Casie Davidson is leading the way on CO2 capture and storage technologies to see that carbon stored underground stays put. “We’re seeing consensus across the research community that CCS technologies are essential to meeting climate goals in both the developed and developing world,” Davidson said. “CCS allows us to reduce emissions while buying us time to mature critical technologies like grid-scale energy storage.”
The story is far from over once the CO2 is captured. “Whether you capture it from a power, steel or ethanol plant—or the atmosphere itself—you have to do something with it,” Davidson said. She and colleagues are also working to close the carbon cycle by transforming captured CO2 into commodities like building materials and fuels. “At the end of the day though, all but a tiny fraction will need to be stored underground.”

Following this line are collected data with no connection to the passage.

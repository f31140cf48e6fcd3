//! Client configuration.
//!
//! Settings live in a single `config.toml`, by default at
//! `<config_dir>/xbar-google-calendar/config.toml`. A missing file means
//! defaults everywhere, which match what the plugin has always done: the
//! primary calendar, ten events, starting three hours ago.
//!
//! ```toml
//! [google]
//! credentials_file = "~/.config/xbar-google-calendar/credentials.json"
//! token_path = "~/.cache/xbar-google-calendar/token.json"
//! calendar_id = "primary"
//! timeout_secs = 30
//!
//! [fetch]
//! max_results = 10
//! lookback_hours = 3
//! ```

use std::path::{Path, PathBuf};
use std::time::Duration;

use chrono::{DateTime, Utc};
use serde::{Deserialize, Serialize};
use xbar_gcal_core::{APP, TimeWindow};
use xbar_gcal_providers::google::GoogleConfig;
use xbar_gcal_providers::{
    DEFAULT_LOOKBACK_HOURS, DEFAULT_MAX_RESULTS, FetchOptions, PRIMARY_CALENDAR,
};

use crate::error::{ClientError, ClientResult};

/// Longest accepted lookback: one leap year.
pub const MAX_LOOKBACK_HOURS: u32 = 24 * 366;

/// Configuration for the xbar-google-calendar command.
#[derive(Debug, Clone, Default, PartialEq, Eq, Serialize, Deserialize)]
#[serde(default, deny_unknown_fields)]
pub struct ClientConfig {
    /// Google account and API settings.
    pub google: GoogleSettings,

    /// What to ask the calendar for.
    pub fetch: FetchSettings,
}

/// Google Calendar settings.
#[derive(Debug, Clone, PartialEq, Eq, Serialize, Deserialize)]
#[serde(default, deny_unknown_fields)]
pub struct GoogleSettings {
    /// OAuth client file downloaded from the Cloud Console.
    #[serde(skip_serializing_if = "Option::is_none")]
    pub credentials_file: Option<PathBuf>,

    /// Where the OAuth token is cached.
    #[serde(skip_serializing_if = "Option::is_none")]
    pub token_path: Option<PathBuf>,

    /// Calendar to list.
    pub calendar_id: String,

    /// HTTP timeout in seconds.
    pub timeout_secs: u64,

    /// Loopback port for the consent redirect; 0 picks a free one.
    pub loopback_port: u16,
}

impl Default for GoogleSettings {
    fn default() -> Self {
        Self {
            credentials_file: None,
            token_path: None,
            calendar_id: PRIMARY_CALENDAR.to_string(),
            timeout_secs: GoogleConfig::DEFAULT_TIMEOUT_SECS,
            loopback_port: 0,
        }
    }
}

impl GoogleSettings {
    /// Returns the credentials file, defaulting to the config directory.
    pub fn credentials_file(&self) -> PathBuf {
        self.credentials_file
            .as_deref()
            .map(expand_tilde)
            .unwrap_or_else(GoogleConfig::default_credentials_path)
    }

    /// Returns the token path, defaulting to the cache directory.
    pub fn token_path(&self) -> PathBuf {
        self.token_path
            .as_deref()
            .map(expand_tilde)
            .unwrap_or_else(GoogleConfig::default_token_path)
    }

    /// Builds the provider configuration.
    ///
    /// The credentials file is only referenced; the provider reads it when
    /// it has to talk to the OAuth endpoints.
    pub fn to_provider_config(&self) -> GoogleConfig {
        GoogleConfig::new(self.credentials_file())
            .with_token_path(self.token_path())
            .with_timeout(Duration::from_secs(self.timeout_secs))
            .with_loopback_port(self.loopback_port)
    }
}

/// Listing settings.
#[derive(Debug, Clone, PartialEq, Eq, Serialize, Deserialize)]
#[serde(default, deny_unknown_fields)]
pub struct FetchSettings {
    /// Maximum number of events to request.
    pub max_results: u32,

    /// How far back the window starts, so running events still show.
    pub lookback_hours: u32,
}

impl Default for FetchSettings {
    fn default() -> Self {
        Self {
            max_results: DEFAULT_MAX_RESULTS,
            lookback_hours: DEFAULT_LOOKBACK_HOURS,
        }
    }
}

impl ClientConfig {
    /// Loads the configuration.
    ///
    /// An explicit `path` must exist. Without one the default location is
    /// used, and a missing file there yields the defaults.
    pub fn load(path: Option<&Path>) -> ClientResult<Self> {
        match path {
            Some(path) => Self::load_from(path),
            None => {
                let path = Self::default_path();
                if path.exists() {
                    Self::load_from(&path)
                } else {
                    tracing::debug!("no config file at {}, using defaults", path.display());
                    Ok(Self::default())
                }
            }
        }
    }

    /// Loads configuration from a specific path.
    pub fn load_from(path: &Path) -> ClientResult<Self> {
        let content = std::fs::read_to_string(path).map_err(|e| {
            ClientError::Config(format!("failed to read {}: {}", path.display(), e))
        })?;
        Self::parse(&content)
            .map_err(|e| ClientError::Config(format!("{}: {}", path.display(), e)))
    }

    /// Parses a TOML document.
    pub fn parse(content: &str) -> Result<Self, String> {
        toml::from_str(content).map_err(|e| format!("failed to parse config: {}", e))
    }

    /// Returns the default configuration file path.
    pub fn default_path() -> PathBuf {
        dirs::config_dir()
            .unwrap_or_else(|| PathBuf::from("."))
            .join(APP.name)
            .join("config.toml")
    }

    /// Checks the values that TOML alone cannot constrain.
    pub fn validate(&self) -> ClientResult<()> {
        if self.fetch.max_results == 0 {
            return Err(ClientError::Config(
                "fetch.max_results must be at least 1".to_string(),
            ));
        }
        if self.google.timeout_secs == 0 {
            return Err(ClientError::Config(
                "google.timeout_secs must be at least 1".to_string(),
            ));
        }
        if self.google.calendar_id.trim().is_empty() {
            return Err(ClientError::Config(
                "google.calendar_id must not be empty".to_string(),
            ));
        }
        if self.fetch.lookback_hours > MAX_LOOKBACK_HOURS {
            return Err(ClientError::Config(format!(
                "fetch.lookback_hours must be at most {}",
                MAX_LOOKBACK_HOURS
            )));
        }
        Ok(())
    }

    /// Builds the listing request relative to `now`.
    pub fn fetch_options(&self, now: DateTime<Utc>) -> FetchOptions {
        FetchOptions::new(now)
            .with_calendar_id(&self.google.calendar_id)
            .with_time_window(TimeWindow::lookback(now, self.fetch.lookback_hours))
            .with_max_results(self.fetch.max_results)
    }

    /// Serializes the configuration back to TOML.
    pub fn to_toml(&self) -> ClientResult<String> {
        toml::to_string_pretty(self)
            .map_err(|e| ClientError::Config(format!("failed to serialize config: {}", e)))
    }
}

/// Expands a leading `~` to the home directory.
pub fn expand_tilde(path: &Path) -> PathBuf {
    match path.strip_prefix("~") {
        Ok(rest) => match dirs::home_dir() {
            Some(home) => home.join(rest),
            None => path.to_path_buf(),
        },
        Err(_) => path.to_path_buf(),
    }
}

#[cfg(test)]
mod tests {
    use super::*;
    use chrono::TimeZone;

    #[test]
    fn empty_file_gives_defaults() {
        let config = ClientConfig::parse("").unwrap();
        assert_eq!(config, ClientConfig::default());
        assert_eq!(config.google.calendar_id, "primary");
        assert_eq!(config.google.timeout_secs, 30);
        assert_eq!(config.fetch.max_results, 10);
        assert_eq!(config.fetch.lookback_hours, 3);
        assert!(config.validate().is_ok());
    }

    #[test]
    fn full_file() {
        let config = ClientConfig::parse(
            r#"
[google]
credentials_file = "/etc/gcal/credentials.json"
token_path = "/var/cache/gcal/token.json"
calendar_id = "team@group.calendar.google.com"
timeout_secs = 5
loopback_port = 8085

[fetch]
max_results = 25
lookback_hours = 1
"#,
        )
        .unwrap();

        assert_eq!(
            config.google.credentials_file(),
            PathBuf::from("/etc/gcal/credentials.json")
        );
        assert_eq!(
            config.google.token_path(),
            PathBuf::from("/var/cache/gcal/token.json")
        );
        assert_eq!(config.google.loopback_port, 8085);
        assert_eq!(config.fetch.max_results, 25);
    }

    #[test]
    fn unknown_keys_are_rejected() {
        let err = ClientConfig::parse("[fetch]\nmax_result = 3\n").unwrap_err();
        assert!(err.contains("max_result"));
    }

    #[test]
    fn validation() {
        let mut config = ClientConfig::default();
        config.fetch.max_results = 0;
        assert!(config.validate().is_err());

        let mut config = ClientConfig::default();
        config.google.timeout_secs = 0;
        assert!(config.validate().is_err());

        let mut config = ClientConfig::default();
        config.google.calendar_id = String::new();
        assert!(config.validate().is_err());
    }

    #[test]
    fn lookback_is_capped() {
        let mut config = ClientConfig::default();
        config.fetch.lookback_hours = MAX_LOOKBACK_HOURS;
        assert!(config.validate().is_ok());

        config.fetch.lookback_hours = u32::MAX;
        let err = config.validate().unwrap_err();
        assert!(err.to_string().contains("lookback_hours"));
    }

    #[test]
    fn default_paths_use_app_name() {
        let settings = GoogleSettings::default();
        assert!(
            settings
                .credentials_file()
                .ends_with("xbar-google-calendar/credentials.json")
        );
        assert!(settings.token_path().ends_with("xbar-google-calendar/token.json"));
        assert!(ClientConfig::default_path().ends_with("xbar-google-calendar/config.toml"));
    }

    #[test]
    fn tilde_is_expanded() {
        let Some(home) = dirs::home_dir() else {
            return;
        };
        assert_eq!(expand_tilde(Path::new("~/x/token.json")), home.join("x/token.json"));
        assert_eq!(expand_tilde(Path::new("/abs/~/x")), PathBuf::from("/abs/~/x"));
    }

    #[test]
    fn fetch_options_follow_config() {
        let mut config = ClientConfig::default();
        config.google.calendar_id = "work".into();
        config.fetch.max_results = 3;
        config.fetch.lookback_hours = 0;

        let now = Utc.with_ymd_and_hms(2025, 3, 14, 12, 0, 0).unwrap();
        let options = config.fetch_options(now);
        assert_eq!(options.calendar_id, "work");
        assert_eq!(options.max_results, 3);
        assert_eq!(options.time_window.start, now);
    }

    #[test]
    fn load_missing_explicit_path_fails() {
        let dir = tempfile::tempdir().unwrap();
        let err = ClientConfig::load(Some(dir.path().join("nope.toml").as_path())).unwrap_err();
        assert!(matches!(err, ClientError::Config(_)));
    }

    #[test]
    fn load_from_file() {
        let dir = tempfile::tempdir().unwrap();
        let path = dir.path().join("config.toml");
        std::fs::write(&path, "[fetch]\nmax_results = 4\n").unwrap();

        let config = ClientConfig::load(Some(path.as_path())).unwrap();
        assert_eq!(config.fetch.max_results, 4);
        assert_eq!(config.fetch.lookback_hours, 3);
    }

    #[test]
    fn provider_config_points_at_credentials() {
        let dir = tempfile::tempdir().unwrap();
        let creds = dir.path().join("credentials.json");
        std::fs::write(
            &creds,
            r#"{"installed": {"client_id": "x.apps.googleusercontent.com", "client_secret": "s"}}"#,
        )
        .unwrap();

        let settings = GoogleSettings {
            credentials_file: Some(creds),
            token_path: Some(dir.path().join("token.json")),
            timeout_secs: 7,
            ..GoogleSettings::default()
        };
        let config = settings.to_provider_config();
        assert_eq!(
            config.credentials.load().unwrap().client_id,
            "x.apps.googleusercontent.com"
        );
        assert_eq!(config.token_path, dir.path().join("token.json"));
        assert_eq!(config.timeout, Duration::from_secs(7));
    }

    #[test]
    fn provider_config_without_credentials_file() {
        let dir = tempfile::tempdir().unwrap();
        let settings = GoogleSettings {
            credentials_file: Some(dir.path().join("missing.json")),
            ..GoogleSettings::default()
        };
        let config = settings.to_provider_config();
        assert!(config.validate().is_ok());
        assert!(config.credentials.load().is_err());
    }

    #[test]
    fn dump_round_trips() {
        let mut config = ClientConfig::default();
        config.fetch.max_results = 7;
        let text = config.to_toml().unwrap();
        assert_eq!(ClientConfig::parse(&text).unwrap(), config);
    }
}
//! Meeting link extraction.
//!
//! A meeting link can come from several places on an event. Each place is
//! handled by one [`UrlExtractor`]; a [`LinkResolver`] asks them in order and
//! keeps the first URL found.
//!
//! # Example
//!
//! ```
//! use xbar_gcal_core::links::LinkResolver;
//! use xbar_gcal_core::raw_event::{RawEntryPoint, RawEvent, RawEventTime};
//!
//! let event = RawEvent::new("Standup", RawEventTime::date("2025-03-14"))
//!     .with_entry_point(RawEntryPoint::video("https://meet.google.com/abc-defg-hij"));
//!
//! let resolver = LinkResolver::default();
//! assert_eq!(
//!     resolver.resolve(&event).as_deref(),
//!     Some("https://meet.google.com/abc-defg-hij")
//! );
//! ```

use std::fmt;
use std::sync::LazyLock;

use regex::Regex;

use crate::raw_event::RawEvent;

/// Prefix of Google Meet join URLs.
pub const GOOGLE_MEET_PREFIX: &str = "https://meet.google.com";

/// Regex for BlueJeans Primetime live event URLs.
static BLUEJEANS_LIVE_EVENT_REGEX: LazyLock<Regex> = LazyLock::new(|| {
    Regex::new(r"https://primetime\.bluejeans\.com/a2m/live-event/\w{8,}")
        .expect("Invalid BlueJeans regex")
});

/// A strategy that finds at most one meeting URL on an event.
pub trait UrlExtractor: fmt::Debug + Send + Sync {
    /// A short name for log messages.
    fn name(&self) -> &'static str;

    /// Returns the meeting URL this strategy finds on `event`, if any.
    fn extract(&self, event: &RawEvent) -> Option<String>;
}

/// Finds a conference entry point whose URI starts with a given prefix.
///
/// Yields a URL only when exactly one entry point matches; an event with
/// several candidate rooms is ambiguous and gets no link from this source.
#[derive(Debug, Clone)]
pub struct EntryPointExtractor {
    prefix: String,
}

impl EntryPointExtractor {
    /// Creates an extractor matching URIs that start with `prefix`.
    pub fn new(prefix: impl Into<String>) -> Self {
        Self {
            prefix: prefix.into(),
        }
    }

    /// Creates an extractor for Google Meet links.
    pub fn google_meet() -> Self {
        Self::new(GOOGLE_MEET_PREFIX)
    }
}

impl UrlExtractor for EntryPointExtractor {
    fn name(&self) -> &'static str {
        "entry-point"
    }

    fn extract(&self, event: &RawEvent) -> Option<String> {
        let mut matches = event
            .entry_point_uris()
            .filter(|uri| uri.starts_with(&self.prefix));

        match (matches.next(), matches.next()) {
            (Some(uri), None) => Some(uri.to_string()),
            _ => None,
        }
    }
}

/// Scans the event description with a regex and keeps the first match.
#[derive(Debug, Clone)]
pub struct DescriptionExtractor {
    pattern: &'static LazyLock<Regex>,
}

impl DescriptionExtractor {
    /// Creates an extractor for BlueJeans live event links.
    pub fn bluejeans_live_event() -> Self {
        Self {
            pattern: &BLUEJEANS_LIVE_EVENT_REGEX,
        }
    }
}

impl UrlExtractor for DescriptionExtractor {
    fn name(&self) -> &'static str {
        "description"
    }

    fn extract(&self, event: &RawEvent) -> Option<String> {
        let description = event.description.as_deref()?;
        self.pattern
            .find(description)
            .map(|m| m.as_str().to_string())
    }
}

/// An ordered list of extractors, combined first-match-wins.
#[derive(Debug)]
pub struct LinkResolver {
    extractors: Vec<Box<dyn UrlExtractor>>,
}

impl LinkResolver {
    /// Creates a resolver with no extractors.
    pub fn empty() -> Self {
        Self {
            extractors: Vec::new(),
        }
    }

    /// Appends an extractor; earlier extractors take precedence.
    pub fn with_extractor(mut self, extractor: impl UrlExtractor + 'static) -> Self {
        self.extractors.push(Box::new(extractor));
        self
    }

    /// Returns the first URL any extractor finds.
    pub fn resolve(&self, event: &RawEvent) -> Option<String> {
        self.extractors.iter().find_map(|extractor| {
            let url = extractor.extract(event)?;
            tracing::trace!(
                extractor = extractor.name(),
                event = event.log_id(),
                url = %url,
                "resolved meeting link"
            );
            Some(url)
        })
    }
}

impl Default for LinkResolver {
    /// Google Meet entry points first, then BlueJeans links in the description.
    fn default() -> Self {
        Self::empty()
            .with_extractor(EntryPointExtractor::google_meet())
            .with_extractor(DescriptionExtractor::bluejeans_live_event())
    }
}
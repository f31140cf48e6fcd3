//! Core types: raw events, normalization, link extraction, menu rendering

pub mod app;
pub mod error;
pub mod event;
pub mod format;
pub mod links;
pub mod normalize;
pub mod raw_event;
pub mod time;
pub mod tracing;

pub use app::{APP, AppInfo};
pub use error::{CoreError, CoreResult};
pub use event::{Bucket, Classification, LabelFormat, NormalizedEvent, SortKey, classify};
pub use format::{MenuRenderer, NO_EVENTS_MESSAGE, REFRESH_LINE, SEPARATOR, render, write_lines};
pub use links::{DescriptionExtractor, EntryPointExtractor, LinkResolver, UrlExtractor};
pub use normalize::{Normalizer, normalize, normalize_at};
pub use raw_event::{RawAttendee, RawConferenceData, RawEntryPoint, RawEvent, RawEventTime};
pub use time::{EventStart, TimeWindow};
pub use self::tracing::{HostApplet, TracingConfig, TracingError, init_tracing};
//! Menu output for status-bar applets.
//!
//! xbar, SwiftBar and Argos read a plugin's standard output line by line:
//! - lines before `---` are shown in the bar itself
//! - lines after it make up the dropdown
//! - ` | key=value` suffixes attach actions (`href`, `refresh`)
//!
//! # Example
//!
//! ```
//! use chrono::{FixedOffset, TimeZone};
//! use xbar_gcal_core::format::MenuRenderer;
//! use xbar_gcal_core::raw_event::{RawEvent, RawEventTime};
//!
//! let now = FixedOffset::east_opt(0).unwrap().with_ymd_and_hms(2025, 3, 14, 8, 0, 0).unwrap();
//! let events = vec![RawEvent::new("Holiday", RawEventTime::date("2025-03-14"))];
//!
//! let lines = MenuRenderer::default().render_at(&events, &now).unwrap();
//! assert_eq!(lines, ["Today Holiday", "---", "Today Holiday", "Refresh | refresh=true"]);
//! ```

#[cfg(test)]
mod golden_tests;

use std::fmt;
use std::io::{self, Write};

use chrono::{DateTime, Local, TimeZone};

use crate::error::CoreResult;
use crate::event::{NormalizedEvent, sort_events};
use crate::normalize::Normalizer;
use crate::raw_event::RawEvent;

/// Printed instead of a menu when the calendar has nothing coming up.
pub const NO_EVENTS_MESSAGE: &str = "No upcoming events found.";

/// Separates the bar line from the dropdown.
pub const SEPARATOR: &str = "---";

/// Last dropdown entry: asks the applet to re-run the plugin.
pub const REFRESH_LINE: &str = "Refresh | refresh=true";

/// Renders raw events into applet menu lines.
#[derive(Debug, Default)]
pub struct MenuRenderer {
    normalizer: Normalizer,
}

impl MenuRenderer {
    /// Creates a renderer around a custom normalizer.
    pub fn new(normalizer: Normalizer) -> Self {
        Self { normalizer }
    }

    /// Renders the menu relative to `now`, whose zone is the local zone.
    ///
    /// Output is the headline, the separator, every event in rank order
    /// (headline included) and the refresh line. With no events the output
    /// is the single [`NO_EVENTS_MESSAGE`] line.
    pub fn render_at<Tz: TimeZone>(
        &self,
        events: &[RawEvent],
        now: &DateTime<Tz>,
    ) -> CoreResult<Vec<String>>
    where
        Tz::Offset: fmt::Display,
    {
        if events.is_empty() {
            return Ok(vec![NO_EVENTS_MESSAGE.to_string()]);
        }

        let mut normalized = events
            .iter()
            .map(|event| self.normalizer.normalize_at(event, now))
            .collect::<CoreResult<Vec<NormalizedEvent>>>()?;
        sort_events(&mut normalized);

        let mut lines = Vec::with_capacity(normalized.len() + 3);
        if let Some(headline) = normalized.first() {
            lines.push(headline.display_text.clone());
        }
        lines.push(SEPARATOR.to_string());
        lines.extend(normalized.into_iter().map(|e| e.display_text));
        lines.push(REFRESH_LINE.to_string());

        Ok(lines)
    }

    /// Renders the menu in the host's local timezone.
    pub fn render(&self, events: &[RawEvent], now: DateTime<Local>) -> CoreResult<Vec<String>> {
        self.render_at(events, &now)
    }
}

/// Renders events with the default link extractors.
pub fn render(events: &[RawEvent], now: DateTime<Local>) -> CoreResult<Vec<String>> {
    MenuRenderer::default().render(events, now)
}

/// Writes lines to `out`, one per line.
pub fn write_lines<W: Write>(lines: &[String], mut out: W) -> io::Result<()> {
    for line in lines {
        writeln!(out, "{line}")?;
    }
    out.flush()
}
//! Calendar backends for xbar-google-calendar.
//!
//! - [`CalendarProvider`] - the trait the binary fetches events through
//! - [`FetchOptions`] - which calendar, window and limit to ask for
//! - [`ProviderError`] - everything that can go wrong on the way
//! - [`google`] - the Google Calendar implementation (feature `google`)
//!
//! Providers hand back [`xbar_gcal_core::RawEvent`]s untouched; ranking and
//! formatting happen in `xbar-gcal-core`.

pub mod error;
#[cfg(feature = "google")]
pub mod google;
pub mod provider;

pub use error::{ProviderError, ProviderErrorCode, ProviderResult};
pub use provider::{
    BoxFuture, CalendarProvider, DEFAULT_LOOKBACK_HOURS, DEFAULT_MAX_RESULTS, FetchOptions,
    PRIMARY_CALENDAR,
};
//! Google Calendar provider.
//!
//! [`GoogleProvider`] lists events with the Calendar API v3. Authorization
//! uses the user's own OAuth desktop client (`credentials.json` from the
//! Cloud Console) and the PKCE loopback flow; the resulting token is kept
//! in the user's cache directory and refreshed when it expires.
//!
//! # Example
//!
//! ```ignore
//! use xbar_gcal_providers::google::{GoogleConfig, GoogleProvider};
//! use xbar_gcal_providers::{CalendarProvider, FetchOptions};
//!
//! let config = GoogleConfig::new(GoogleConfig::default_credentials_path());
//! let provider = GoogleProvider::new(config)?;
//! let events = provider.fetch_events(FetchOptions::new(chrono::Utc::now())).await?;
//! ```

mod client;
mod config;
mod oauth;
mod provider;
mod tokens;

pub use client::GoogleCalendarClient;
pub use config::{CredentialsSource, GoogleConfig, OAuthCredentials};
pub use oauth::{Callback, OAuthClient, PkceFlow};
pub use provider::GoogleProvider;
pub use tokens::{TokenInfo, TokenStorage};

As a geologist and an economist, Davidson navigates among key disciplines required to advance carbon capture and storage: engineering, economics, geology, and policy. She led a 2017 study that found carbon capture could cut the cost of meeting Paris climate agreement emissions targets in half, providing cost-effective options for reducing CO2 emissions until energy storage and widespread electrification are ready for primetime. “There’s no silver bullet for climate change,” Davidson said. “But fighting it with carbon capture and storage in our tool kit could double the value of all our other climate investments, which just might make the difference.”